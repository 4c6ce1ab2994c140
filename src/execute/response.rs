use std::time::Duration;

use axum::Json;
use axum::http::{HeaderName, HeaderValue, StatusCode};
use axum::response::{IntoResponse, Response};
use serde_json::{Value, json};

use crate::models::Endpoint;

use super::resolver::Resolution;

/// A stored endpoint that cannot be turned into an HTTP response.
#[derive(Debug)]
pub enum SynthesisError {
    InvalidStatus(i32),
    InvalidHeader { name: String, reason: String },
}

impl std::fmt::Display for SynthesisError {
    fn fmt(&self, f: &mut std::fmt::Formatter<'_>) -> std::fmt::Result {
        match self {
            SynthesisError::InvalidStatus(code) => write!(f, "Invalid status code: {code}"),
            SynthesisError::InvalidHeader { name, reason } => {
                write!(f, "Invalid header '{name}': {reason}")
            }
        }
    }
}

/// Renders a resolution. Matched endpoints wait out their delay first.
pub async fn synthesize(resolution: Resolution) -> Result<Response, SynthesisError> {
    match resolution {
        Resolution::MockUnavailable => Ok(mock_unavailable()),
        Resolution::NoMatch {
            method,
            path,
            available,
        } => Ok(no_match(&method, &path, available.as_deref())),
        Resolution::Matched(endpoint) => {
            if endpoint.delay > 0 {
                tokio::time::sleep(Duration::from_millis(endpoint.delay as u64)).await;
            }
            render_endpoint(endpoint)
        }
    }
}

pub fn mock_unavailable() -> Response {
    (
        StatusCode::NOT_FOUND,
        Json(json!({
            "error": "Mock not found",
            "message": "Mock not found or inactive",
        })),
    )
        .into_response()
}

pub fn no_match(
    method: &str,
    path: &str,
    available: Option<&[crate::models::EndpointRoute]>,
) -> Response {
    let mut body = json!({
        "error": "Endpoint not found",
        "message": format!("Endpoint {method} {path} not found in mock"),
    });
    if let Some(routes) = available {
        body["available"] = json!(routes);
    }
    (StatusCode::NOT_FOUND, Json(body)).into_response()
}

pub fn malformed_path() -> Response {
    (
        StatusCode::BAD_REQUEST,
        Json(json!({
            "error": "Bad request",
            "message": "Request path is not valid UTF-8",
        })),
    )
        .into_response()
}

pub fn internal_failure() -> Response {
    (
        StatusCode::INTERNAL_SERVER_ERROR,
        Json(json!({
            "error": "Internal server error",
            "message": "An error occurred while executing the mock",
        })),
    )
        .into_response()
}

fn render_endpoint(endpoint: Endpoint) -> Result<Response, SynthesisError> {
    let status = u16::try_from(endpoint.status_code)
        .ok()
        .filter(|code| (100..=599).contains(code))
        .and_then(|code| StatusCode::from_u16(code).ok())
        .ok_or(SynthesisError::InvalidStatus(endpoint.status_code))?;

    let headers = custom_headers(endpoint.headers.as_ref())?;

    let mut response = (status, Json(endpoint.response)).into_response();
    for (name, value) in headers {
        // insert replaces defaults such as content-type
        response.headers_mut().insert(name, value);
    }
    Ok(response)
}

/// Converts the stored header object into typed header pairs.
fn custom_headers(headers: Option<&Value>) -> Result<Vec<(HeaderName, HeaderValue)>, SynthesisError> {
    let Some(headers) = headers else {
        return Ok(Vec::new());
    };
    let map = match headers {
        Value::Object(map) => map,
        Value::Null => return Ok(Vec::new()),
        _ => {
            return Err(SynthesisError::InvalidHeader {
                name: String::new(),
                reason: "headers must be an object".to_string(),
            });
        }
    };

    map.iter()
        .map(|(name, value)| {
            let invalid = |reason: String| SynthesisError::InvalidHeader {
                name: name.clone(),
                reason,
            };
            let text = header_text(value)
                .ok_or_else(|| invalid("value must be a string, number or boolean".to_string()))?;
            let header_name =
                HeaderName::from_bytes(name.as_bytes()).map_err(|e| invalid(e.to_string()))?;
            let header_value = HeaderValue::from_str(&text).map_err(|e| invalid(e.to_string()))?;
            Ok((header_name, header_value))
        })
        .collect()
}

/// Text sent for a stored header value.
pub fn header_text(value: &Value) -> Option<String> {
    match value {
        Value::String(s) => Some(s.clone()),
        Value::Number(n) => Some(n.to_string()),
        Value::Bool(b) => Some(b.to_string()),
        _ => None,
    }
}

#[cfg(test)]
mod tests {
    use super::*;
    use chrono::Utc;
    use uuid::Uuid;

    fn endpoint(status_code: i32, headers: Option<Value>) -> Endpoint {
        Endpoint {
            id: Uuid::now_v7(),
            mock_id: Uuid::now_v7(),
            path: "/users".to_string(),
            method: "GET".to_string(),
            status_code,
            response: json!({ "message": "ok" }),
            headers,
            delay: 0,
            created_at: Utc::now(),
            updated_at: Utc::now(),
        }
    }

    #[test]
    fn custom_headers_override_content_type() {
        let response = render_endpoint(endpoint(
            201,
            Some(json!({ "Content-Type": "application/vnd.api+json", "X-Count": 3 })),
        ))
        .unwrap();

        assert_eq!(response.status(), StatusCode::CREATED);
        assert_eq!(
            response.headers()["content-type"],
            "application/vnd.api+json"
        );
        assert_eq!(response.headers()["x-count"], "3");
    }

    #[test]
    fn out_of_range_status_is_rejected() {
        let err = render_endpoint(endpoint(42, None)).unwrap_err();
        assert!(matches!(err, SynthesisError::InvalidStatus(42)));
    }

    #[test]
    fn nested_header_value_is_rejected() {
        let err = render_endpoint(endpoint(200, Some(json!({ "X-Obj": { "a": 1 } })))).unwrap_err();
        assert!(matches!(err, SynthesisError::InvalidHeader { .. }));
    }

    #[test]
    fn header_name_with_space_is_rejected() {
        let err = render_endpoint(endpoint(200, Some(json!({ "Bad Name": "x" })))).unwrap_err();
        assert!(matches!(err, SynthesisError::InvalidHeader { .. }));
    }

    #[tokio::test]
    async fn root_miss_has_no_available_list() {
        let response = synthesize(Resolution::NoMatch {
            method: "GET".to_string(),
            path: "/".to_string(),
            available: None,
        })
        .await
        .unwrap();
        assert_eq!(response.status(), StatusCode::NOT_FOUND);

        let bytes = axum::body::to_bytes(response.into_body(), usize::MAX)
            .await
            .unwrap();
        let body: Value = serde_json::from_slice(&bytes).unwrap();
        assert_eq!(body["message"], "Endpoint GET / not found in mock");
        assert!(body.get("available").is_none());
    }
}
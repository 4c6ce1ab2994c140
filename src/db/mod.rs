pub mod endpoints;
pub mod mocks;
pub mod users;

Problem to solve -> Only the lines from the start of the data to the line holding "use crate::models::Endpoint;" are wanted; return them exactly, both ends included.

Exercise solution ->
repository 4c6ce1ab2994c140
filename src/execute/response.rs
use std::time::Duration;

use axum::Json;
use axum::http::{HeaderName, HeaderValue, StatusCode};
use axum::response::{IntoResponse, Response};
use serde_json::{Value, json};

use crate::models::Endpoint;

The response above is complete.